*TASK DETAILS:* Some lines in the entries contain the word "token". Copy all of them.

*DATA TO EXAMINE:*
* * *
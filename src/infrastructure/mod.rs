//! Infrastructure Layer
//!
//! Contains implementations for external services including:
//! - The in-memory coaching API used by the dashboard store
//! - File-backed contact submission storage
//! - Prometheus metrics

pub mod metrics;
pub mod mock_api;
pub mod repositories;
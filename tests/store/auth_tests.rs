//! Authentication flows through the store

use athletica::application::dto::{
    ForgotPasswordForm, ProfileUpdate, SignInForm, SignUpForm, SocialSignIn,
};
use athletica::application::store::{AuthOperation, RequestStatus};
use pretty_assertions::{assert_eq, assert_ne};
use test_case::test_case;

use crate::common::{instant_store, seed_credentials, signed_in_store};

#[tokio::test]
async fn test_seeded_sign_in_authenticates() {
    let store = instant_store();

    let response = store.sign_in(seed_credentials()).await.unwrap();

    let auth = store.state().auth;
    assert!(auth.is_authenticated);
    assert!(!auth.is_loading);
    assert_eq!(auth.error, None);
    assert_eq!(auth.coach.as_ref().map(|c| c.id.as_str()), Some("mock_coach_123"));
    assert_eq!(response.coach.email, "test@coach.com");
}

#[test_case("test@coach.com", "wrong" ; "wrong password")]
#[test_case("other@coach.com", "password" ; "unknown email")]
#[test_case("", "" ; "empty credentials")]
#[test_case("TEST@coach.com", "password" ; "email is case sensitive")]
#[tokio::test]
async fn test_other_credentials_are_rejected(email: &str, password: &str) {
    let store = instant_store();

    let err = store.sign_in(SignInForm::new(email, password)).await.unwrap_err();

    assert_eq!(err.message, "Invalid email or password");
    let auth = store.state().auth;
    assert!(!auth.is_authenticated);
    assert_eq!(auth.error.as_deref(), Some("Invalid email or password"));
    assert_eq!(auth.status(AuthOperation::SignIn), RequestStatus::Rejected);
}

#[tokio::test]
async fn test_sign_up_with_seeded_email_is_duplicate() {
    let store = instant_store();

    let err = store
        .sign_up(SignUpForm {
            name: "Copy Cat".into(),
            email: "test@coach.com".into(),
            phone: "+1234567890".into(),
            password: "secret1".into(),
        })
        .await
        .unwrap_err();

    assert_eq!(err.message, "Email already exists");
    assert!(!store.state().auth.is_authenticated);
}

#[tokio::test]
async fn test_sign_out_clears_session() {
    let store = signed_in_store().await;

    store.sign_out().await.unwrap();

    let auth = store.state().auth;
    assert!(!auth.is_authenticated);
    assert!(auth.coach.is_none());
    let err = store.load_clients().await.unwrap_err();
    assert_eq!(err.message, "Not authenticated");
}

#[tokio::test]
async fn test_google_sign_in_uses_provided_profile() {
    let store = instant_store();

    store
        .sign_in_with_google(SocialSignIn {
            token: "google-token".into(),
            name: Some("Layla".into()),
            email: Some("layla@example.com".into()),
            profile_photo_url: None,
        })
        .await
        .unwrap();

    let coach = store.state().auth.coach.unwrap();
    assert_eq!(coach.name, "Layla");
    assert_eq!(coach.email, "layla@example.com");
}

#[tokio::test]
async fn test_forgot_password_rejects_invalid_email_without_calling_service() {
    let store = instant_store();

    let err = store
        .forgot_password(ForgotPasswordForm {
            email: "not-an-email".into(),
        })
        .await
        .unwrap_err();

    assert_eq!(err.message, "Please enter a valid email");
    assert_eq!(
        store.select(|s| s.auth.status(AuthOperation::ForgotPassword)),
        RequestStatus::Rejected
    );
}

#[tokio::test]
async fn test_update_profile_replaces_coach() {
    let store = signed_in_store().await;

    store
        .update_profile(ProfileUpdate {
            name: Some("Coach Carter".into()),
            certificates: Some(vec!["NASM CPT".into()]),
            ..ProfileUpdate::default()
        })
        .await
        .unwrap();

    let coach = store.state().auth.coach.unwrap();
    assert_eq!(coach.name, "Coach Carter");
    assert_eq!(coach.certificates, vec!["NASM CPT".to_string()]);
    assert_eq!(coach.email, "test@coach.com");
}

#[tokio::test]
async fn test_social_profile_update_leaves_seeded_account_usable() {
    let store = instant_store();
    store
        .sign_in_with_google(SocialSignIn::with_token("google-token"))
        .await
        .unwrap();
    store
        .update_profile(ProfileUpdate {
            bio: Some("Trail running".into()),
            ..ProfileUpdate::default()
        })
        .await
        .unwrap();
    store.sign_out().await.unwrap();

    let response = store.sign_in(seed_credentials()).await.unwrap();

    assert_eq!(response.coach.email, "test@coach.com");
    assert_eq!(response.coach.name, "Test Coach");
    assert_eq!(response.coach.bio, "Test coach for frontend development");
    assert!(store.state().auth.is_authenticated);
}

#[tokio::test]
async fn test_sign_up_email_differing_in_case_is_a_new_account() {
    let store = instant_store();

    let response = store
        .sign_up(SignUpForm {
            name: "Shouting Coach".into(),
            email: "TEST@coach.com".into(),
            phone: "+1234567890".into(),
            password: "secret1".into(),
        })
        .await
        .unwrap();

    assert_eq!(response.coach.email, "TEST@coach.com");
    assert_ne!(response.coach.id, "mock_coach_123");
}
//! Shared Utilities
//!
//! Common utilities used across all layers.

pub mod error;
pub mod html;
pub mod token;
pub mod validation;
mod auth_tests;
mod dashboard_tests;
//! Seed data for the in-memory coaching API.

use chrono::{DateTime, Duration, Utc};

use crate::domain::{text_attributes, AttributeMap, Client, ClientStatus, Coach, Plan, SubscriptionTier};

pub const SEED_COACH_ID: &str = "mock_coach_123";
pub const SEED_EMAIL: &str = "test@coach.com";
pub const SEED_PASSWORD: &str = "password";

/// The registered demo account.
pub fn coach(now: DateTime<Utc>) -> Coach {
    Coach {
        id: SEED_COACH_ID.into(),
        name: "Test Coach".into(),
        email: SEED_EMAIL.into(),
        phone: "+1234567890".into(),
        profile_photo_url: None,
        bio: "Test coach for frontend development".into(),
        certificates: vec!["Test Certificate".into()],
        subscription_tier: SubscriptionTier::Pro,
        client_limit: 100,
        created_at: now,
        last_active: Some(now),
        settings: AttributeMap::new(),
    }
}

struct ClientSeed {
    id: &'static str,
    name: &'static str,
    email: &'static str,
    phone: &'static str,
    status: ClientStatus,
    progress: f64,
    joined_days_ago: i64,
    last_session_days_ago: Option<i64>,
    goals: &'static [(&'static str, &'static str)],
    stats: &'static [(&'static str, &'static str)],
}

const CLIENTS: &[ClientSeed] = &[
    ClientSeed {
        id: "client_1",
        name: "John Doe",
        email: "john@example.com",
        phone: "+1234567890",
        status: ClientStatus::Active,
        progress: 0.75,
        joined_days_ago: 30,
        last_session_days_ago: Some(2),
        goals: &[("weight_loss", "10 lbs"), ("muscle_gain", "5 lbs")],
        stats: &[("height", "6ft"), ("weight", "180 lbs")],
    },
    ClientSeed {
        id: "client_2",
        name: "Jane Smith",
        email: "jane@example.com",
        phone: "+0987654321",
        status: ClientStatus::Pending,
        progress: 0.25,
        joined_days_ago: 7,
        last_session_days_ago: None,
        goals: &[("strength", "Bench 200 lbs")],
        stats: &[("height", "5ft 6in"), ("weight", "140 lbs")],
    },
    ClientSeed {
        id: "client_3",
        name: "Ahmed Hassan",
        email: "ahmed@example.com",
        phone: "+201234567890",
        status: ClientStatus::Active,
        progress: 0.9,
        joined_days_ago: 60,
        last_session_days_ago: Some(1),
        goals: &[("endurance", "Run 10K"), ("flexibility", "Touch toes")],
        stats: &[("height", "5ft 10in"), ("weight", "165 lbs")],
    },
];

/// Three clients of the demo coach: two active, one pending.
pub fn clients(now: DateTime<Utc>) -> Vec<Client> {
    CLIENTS
        .iter()
        .map(|seed| Client {
            id: seed.id.into(),
            coach_id: SEED_COACH_ID.into(),
            name: seed.name.into(),
            profile_photo_url: None,
            status: seed.status,
            subscription_progress: seed.progress,
            joined_at: now - Duration::days(seed.joined_days_ago),
            last_session: seed.last_session_days_ago.map(|d| now - Duration::days(d)),
            goals: text_attributes(seed.goals.iter().copied()),
            stats: text_attributes(seed.stats.iter().copied()),
            session_history: Vec::new(),
            phone: Some(seed.phone.into()),
            email: Some(seed.email.into()),
        })
        .collect()
}

/// Two active plans of the demo coach with 3750 total revenue.
pub fn plans(now: DateTime<Utc>) -> Vec<Plan> {
    vec![
        Plan {
            id: "plan_1".into(),
            coach_id: SEED_COACH_ID.into(),
            name: "Fat Loss Program".into(),
            description: "Comprehensive weight loss program with cardio and strength training"
                .into(),
            price: 500.0,
            duration: 30,
            features: vec![
                "Personalized meal plan".into(),
                "Weekly check-ins".into(),
                "Exercise videos".into(),
            ],
            is_active: true,
            created_at: now,
            updated_at: now,
            revenue: 1500.0,
        },
        Plan {
            id: "plan_2".into(),
            coach_id: SEED_COACH_ID.into(),
            name: "Muscle Building".into(),
            description: "Strength training program for muscle mass gain".into(),
            price: 750.0,
            duration: 45,
            features: vec![
                "Progressive overload".into(),
                "Nutrition guidance".into(),
                "Form correction".into(),
            ],
            is_active: true,
            created_at: now,
            updated_at: now,
            revenue: 2250.0,
        },
    ]
}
* * *
*SOLUTION:*
            token: "google-token".into(),
        .sign_in_with_google(SocialSignIn::with_token("google-token"))
pub mod token;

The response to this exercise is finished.